PROBLEM TO SOLVE: Look below for the line that has "pub fn arg_adapter<F>(mut". Set down the lines from there through the line that has "pub fn ignore_args(mut", exactly as written.

[Collected data]
=-=-=
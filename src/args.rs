//! Type-erased call arguments and the cached-call registration surface
//!
//! Rust has no signature reflection, so a cached call carries its arguments
//! explicitly: [`CallArgs`] is an ordered list of named, type-erased values.
//! Registration ([`CachedOptions`]) declares how those arguments become a
//! cache key: which one is the entity id, which are adapted through custom
//! extractors, and which are ignored. The same [`CallArgs`] value is handed
//! to the user fallback, which reads typed values back out with
//! [`CallArgs::get`].

use std::any::Any;
use std::collections::HashMap;
use std::fmt;
use std::sync::Arc;

use crate::config::KeyConfig;
use crate::error::{GCacheError, GCacheResult};
use crate::key::{Codec, GCacheKey};

/// Adapter turning a raw argument into the string that lands in the cache
/// key. Adapters usually downcast to the concrete type and pick one field.
pub type ArgAdapter = Arc<dyn Fn(&ArgValue) -> anyhow::Result<String> + Send + Sync>;

trait ErasedArg: Send + Sync {
    fn as_any(&self) -> &dyn Any;
    fn render(&self) -> Option<String>;
}

struct DisplayArg<T>(T);

impl<T: fmt::Display + Send + Sync + 'static> ErasedArg for DisplayArg<T> {
    fn as_any(&self) -> &dyn Any {
        &self.0
    }

    fn render(&self) -> Option<String> {
        Some(self.0.to_string())
    }
}

struct OpaqueArg<T>(T);

impl<T: Send + Sync + 'static> ErasedArg for OpaqueArg<T> {
    fn as_any(&self) -> &dyn Any {
        &self.0
    }

    fn render(&self) -> Option<String> {
        None
    }
}

/// One type-erased call argument. Cheap to clone.
#[derive(Clone)]
pub struct ArgValue(Arc<dyn ErasedArg>);

impl ArgValue {
    /// Wrap a value whose natural string form (`Display`) is its key form.
    pub fn new<T>(value: T) -> Self
    where
        T: fmt::Display + Send + Sync + 'static,
    {
        Self(Arc::new(DisplayArg(value)))
    }

    /// Wrap a value with no natural string form. Such an argument must be
    /// covered by an adapter (or the ignore list), otherwise key construction
    /// fails and the call degrades to the fallback.
    pub fn opaque<T>(value: T) -> Self
    where
        T: Send + Sync + 'static,
    {
        Self(Arc::new(OpaqueArg(value)))
    }

    /// Borrow the wrapped value as its concrete type.
    pub fn downcast_ref<T: 'static>(&self) -> Option<&T> {
        self.0.as_any().downcast_ref()
    }

    fn render(&self) -> Option<String> {
        self.0.render()
    }
}

impl fmt::Debug for ArgValue {
    fn fmt(&self, f: &mut fmt::Formatter<'_>) -> fmt::Result {
        match self.render() {
            Some(rendered) => write!(f, "ArgValue({rendered})"),
            None => f.write_str("ArgValue(<opaque>)"),
        }
    }
}

/// Ordered, named arguments of one cached call.
#[derive(Clone, Default, Debug)]
pub struct CallArgs {
    args: Vec<(String, ArgValue)>,
}

impl CallArgs {
    /// Empty argument list.
    pub fn new() -> Self {
        Self::default()
    }

    /// Append a named argument.
    pub fn arg<T>(self, name: &str, value: T) -> Self
    where
        T: fmt::Display + Send + Sync + 'static,
    {
        self.arg_value(name, ArgValue::new(value))
    }

    /// Append a pre-wrapped argument (use for opaque values).
    pub fn arg_value(mut self, name: &str, value: ArgValue) -> Self {
        self.args.push((name.to_string(), value));
        self
    }

    /// Typed access for fallbacks. Fails with
    /// [`GCacheError::FuncArgMissing`] when no argument with this name and
    /// type exists in the call.
    pub fn get<T: 'static>(&self, name: &str) -> GCacheResult<&T> {
        self.value(name)
            .and_then(ArgValue::downcast_ref)
            .ok_or_else(|| GCacheError::FuncArgMissing(name.to_string()))
    }

    /// The raw argument value, if present.
    pub fn value(&self, name: &str) -> Option<&ArgValue> {
        self.args
            .iter()
            .find(|(arg_name, _)| arg_name == name)
            .map(|(_, value)| value)
    }

    /// Number of arguments.
    pub fn len(&self) -> usize {
        self.args.len()
    }

    /// Whether the call has no arguments.
    pub fn is_empty(&self) -> bool {
        self.args.is_empty()
    }

    fn iter(&self) -> impl Iterator<Item = (&str, &ArgValue)> {
        self.args
            .iter()
            .map(|(name, value)| (name.as_str(), value))
    }
}

/// Declaration of the id argument: a plain name, or a name plus an extractor
/// applied to the bound value.
#[derive(Clone)]
pub enum IdArg {
    /// Use the named argument's string form as the entity id
    Name(String),
    /// Apply the extractor to the named argument to obtain the entity id
    Extracted(String, ArgAdapter),
}

impl IdArg {
    /// Id taken from the named argument directly.
    pub fn name(name: &str) -> Self {
        IdArg::Name(name.to_string())
    }

    /// Id produced by applying `extract` to the named argument.
    pub fn extracted<F>(name: &str, extract: F) -> Self
    where
        F: Fn(&ArgValue) -> anyhow::Result<String> + Send + Sync + 'static,
    {
        IdArg::Extracted(name.to_string(), Arc::new(extract))
    }

    pub(crate) fn arg_name(&self) -> &str {
        match self {
            IdArg::Name(name) => name,
            IdArg::Extracted(name, _) => name,
        }
    }
}

impl fmt::Debug for IdArg {
    fn fmt(&self, f: &mut fmt::Formatter<'_>) -> fmt::Result {
        match self {
            IdArg::Name(name) => f.debug_tuple("Name").field(name).finish(),
            IdArg::Extracted(name, _) => f.debug_tuple("Extracted").field(name).finish(),
        }
    }
}

/// Registration options for one cached use case.
#[derive(Clone)]
pub struct CachedOptions {
    pub(crate) use_case: String,
    pub(crate) key_type: String,
    pub(crate) id_arg: IdArg,
    pub(crate) arg_adapters: HashMap<String, ArgAdapter>,
    pub(crate) ignore_args: Vec<String>,
    pub(crate) track_for_invalidation: bool,
    pub(crate) default_config: Option<KeyConfig>,
    pub(crate) codec: Option<Arc<dyn Codec>>,
}

impl CachedOptions {
    /// Options for `use_case`, keyed by `key_type` entities identified by
    /// `id_arg`.
    pub fn new(use_case: &str, key_type: &str, id_arg: IdArg) -> Self {
        Self {
            use_case: use_case.to_string(),
            key_type: key_type.to_string(),
            id_arg,
            arg_adapters: HashMap::new(),
            ignore_args: Vec::new(),
            track_for_invalidation: false,
            default_config: None,
            codec: None,
        }
    }

    /// Register an adapter for the named argument. An adapter on the id
    /// argument keeps it in the key's argument list in adapted form.
    pub fn arg_adapter<F>(mut self, name: &str, adapter: F) -> Self
    where
        F: Fn(&ArgValue) -> anyhow::Result<String> + Send + Sync + 'static,
    {
        self.arg_adapters.insert(name.to_string(), Arc::new(adapter));
        self
    }

    /// Exclude the named arguments from the cache key.
    pub fn ignore_args(mut self, names: &[&str]) -> Self {
        self.ignore_args = names.iter().map(|name| name.to_string()).collect();
        self
    }

    /// Track writes for watermark-based invalidation.
    pub fn track_for_invalidation(mut self, track: bool) -> Self {
        self.track_for_invalidation = track;
        self
    }

    /// Config used when the provider returns nothing for this use case.
    pub fn default_config(mut self, config: KeyConfig) -> Self {
        self.default_config = Some(config);
        self
    }

    /// Attach a payload codec applied in the remote tier.
    pub fn codec(mut self, codec: Arc<dyn Codec>) -> Self {
        self.codec = Some(codec);
        self
    }

    /// Reject names that would collide with the URN separators. Argument
    /// values are not checked; avoiding separators there is the caller's
    /// contract.
    pub(crate) fn validate(&self) -> GCacheResult<()> {
        if self.key_type.chars().any(|c| ":&?#{}".contains(c)) {
            return Err(GCacheError::KeyConstructionFailed(format!(
                "key type contains URN separator characters: {}",
                self.key_type
            )));
        }
        if self.use_case.chars().any(|c| "#{}".contains(c)) {
            return Err(GCacheError::KeyConstructionFailed(format!(
                "use case contains URN separator characters: {}",
                self.use_case
            )));
        }
        Ok(())
    }
}

impl fmt::Debug for CachedOptions {
    fn fmt(&self, f: &mut fmt::Formatter<'_>) -> fmt::Result {
        f.debug_struct("CachedOptions")
            .field("use_case", &self.use_case)
            .field("key_type", &self.key_type)
            .field("id_arg", &self.id_arg)
            .field("ignore_args", &self.ignore_args)
            .field("track_for_invalidation", &self.track_for_invalidation)
            .finish()
    }
}

/// Build the cache key for one call.
///
/// Rules, in order:
/// 1. The id argument must be bound; otherwise [`GCacheError::KeyArgMissing`].
/// 2. The id is the argument's string form, or the id extractor's output.
/// 3. Remaining arguments are dropped if ignored, and the id argument is
///    dropped unless an adapter keeps it in adapted form.
/// 4. Each kept argument is stringified through its adapter when one exists,
///    through `Display` otherwise; opaque values without an adapter fail.
/// 5. The key sorts arguments by name for canonicalization.
pub(crate) fn build_key(options: &CachedOptions, args: &CallArgs) -> GCacheResult<GCacheKey> {
    let id_name = options.id_arg.arg_name();
    let id_value = args
        .value(id_name)
        .ok_or_else(|| GCacheError::KeyArgMissing(id_name.to_string()))?;

    let id = match &options.id_arg {
        IdArg::Name(_) => id_value.render().ok_or_else(|| {
            GCacheError::KeyConstructionFailed(format!(
                "id argument {id_name} has no string form; use an id extractor"
            ))
        })?,
        IdArg::Extracted(_, extract) => extract(id_value)
            .map_err(|e| GCacheError::KeyConstructionFailed(e.to_string()))?,
    };

    let keep_id_in_args = options.arg_adapters.contains_key(id_name);

    let mut key_args = Vec::with_capacity(args.len());
    for (name, value) in args.iter() {
        if name == id_name && !keep_id_in_args {
            continue;
        }
        if options.ignore_args.iter().any(|ignored| ignored == name) {
            continue;
        }
        let rendered = match options.arg_adapters.get(name) {
            Some(adapter) => {
                adapter(value).map_err(|e| GCacheError::KeyConstructionFailed(e.to_string()))?
            }
            None => value.render().ok_or_else(|| {
                GCacheError::KeyConstructionFailed(format!(
                    "argument {name} has no string form and no adapter"
                ))
            })?,
        };
        key_args.push((name.to_string(), rendered));
    }

    let mut builder = GCacheKey::builder(&options.key_type, &id, &options.use_case)
        .args(key_args)
        .track_for_invalidation(options.track_for_invalidation);
    if let Some(config) = &options.default_config {
        builder = builder.default_config(config.clone());
    }
    if let Some(codec) = &options.codec {
        builder = builder.codec(codec.clone());
    }
    Ok(builder.build())
}

#[cfg(test)]
mod tests {
    use super::*;

    struct Account {
        email: String,
    }

    #[test]
    fn test_call_args_typed_access() {
        let args = CallArgs::new().arg("x", 7u64).arg("name", "ada");
        assert_eq!(*args.get::<u64>("x").unwrap(), 7);
        assert_eq!(*args.get::<&str>("name").unwrap(), "ada");
        assert!(matches!(
            args.get::<u64>("missing"),
            Err(GCacheError::FuncArgMissing(_))
        ));
        // Wrong type reads as an argument that does not exist.
        assert!(matches!(
            args.get::<String>("x"),
            Err(GCacheError::FuncArgMissing(_))
        ));
    }

    #[test]
    fn test_build_key_omits_id_and_sorts() {
        let options = CachedOptions::new("users.load", "user_id", IdArg::name("user"));
        let args = CallArgs::new().arg("b", 2u32).arg("user", 42u64).arg("a", 1u32);
        let key = build_key(&options, &args).unwrap();
        assert_eq!(key.urn(), "urn:user_id:42?a=1&b=2#users.load");
    }

    #[test]
    fn test_build_key_missing_id_arg() {
        let options = CachedOptions::new("users.load", "user_id", IdArg::name("user"));
        let args = CallArgs::new().arg("a", 1u32);
        assert!(matches!(
            build_key(&options, &args),
            Err(GCacheError::KeyArgMissing(_))
        ));
    }

    #[test]
    fn test_build_key_id_extractor() {
        let options = CachedOptions::new(
            "accounts.load",
            "account_email",
            IdArg::extracted("account", |value| {
                let account = value
                    .downcast_ref::<Account>()
                    .ok_or_else(|| anyhow::anyhow!("expected an Account"))?;
                Ok(account.email.clone())
            }),
        );
        let account = Account {
            email: "ada@example.com".to_string(),
        };
        let args = CallArgs::new().arg_value("account", ArgValue::opaque(account));
        let key = build_key(&options, &args).unwrap();
        assert_eq!(key.id(), "ada@example.com");
        assert_eq!(key.urn(), "urn:account_email:ada@example.com#accounts.load");
    }

    #[test]
    fn test_build_key_keeps_adapted_id_in_args() {
        let options = CachedOptions::new("users.load", "user_id", IdArg::name("user"))
            .arg_adapter("user", |value| {
                Ok(format!("u{}", value.downcast_ref::<u64>().unwrap()))
            });
        let args = CallArgs::new().arg("user", 42u64);
        let key = build_key(&options, &args).unwrap();
        assert_eq!(key.urn(), "urn:user_id:42?user=u42#users.load");
    }

    #[test]
    fn test_build_key_ignore_args() {
        let options = CachedOptions::new("users.load", "user_id", IdArg::name("user"))
            .ignore_args(&["session"]);
        let args = CallArgs::new().arg("user", 1u64).arg("session", "abc");
        let key = build_key(&options, &args).unwrap();
        assert_eq!(key.urn(), "urn:user_id:1#users.load");
    }

    #[test]
    fn test_build_key_opaque_without_adapter_fails() {
        let options = CachedOptions::new("accounts.load", "account_id", IdArg::name("id"));
        let account = Account {
            email: "x".to_string(),
        };
        let args = CallArgs::new()
            .arg("id", 1u64)
            .arg_value("account", ArgValue::opaque(account));
        assert!(matches!(
            build_key(&options, &args),
            Err(GCacheError::KeyConstructionFailed(_))
        ));
    }

    #[test]
    fn test_build_key_adapter_error_degrades() {
        let options = CachedOptions::new("users.load", "user_id", IdArg::name("user"))
            .arg_adapter("flags", |_| anyhow::bail!("bad flags"));
        let args = CallArgs::new().arg("user", 1u64).arg("flags", 3u8);
        let err = build_key(&options, &args).unwrap_err();
        assert!(matches!(err, GCacheError::KeyConstructionFailed(_)));
        assert!(err.to_string().contains("bad flags"));
    }

    #[test]
    fn test_validate_rejects_separator_characters() {
        let options = CachedOptions::new("users.load", "user#id", IdArg::name("user"));
        assert!(options.validate().is_err());
        let options = CachedOptions::new("users#load", "user_id", IdArg::name("user"));
        assert!(options.validate().is_err());
        let options = CachedOptions::new("users.load", "user_id", IdArg::name("user"));
        assert!(options.validate().is_ok());
    }
}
=-=-=
TASK OUTPUT:
    pub fn arg_adapter<F>(mut self, name: &str, adapter: F) -> Self
    where
        F: Fn(&ArgValue) -> anyhow::Result<String> + Send + Sync + 'static,
    {
        self.arg_adapters.insert(name.to_string(), Arc::new(adapter));
        self
    }

    /// Exclude the named arguments from the cache key.
    pub fn ignore_args(mut self, names: &[&str]) -> Self {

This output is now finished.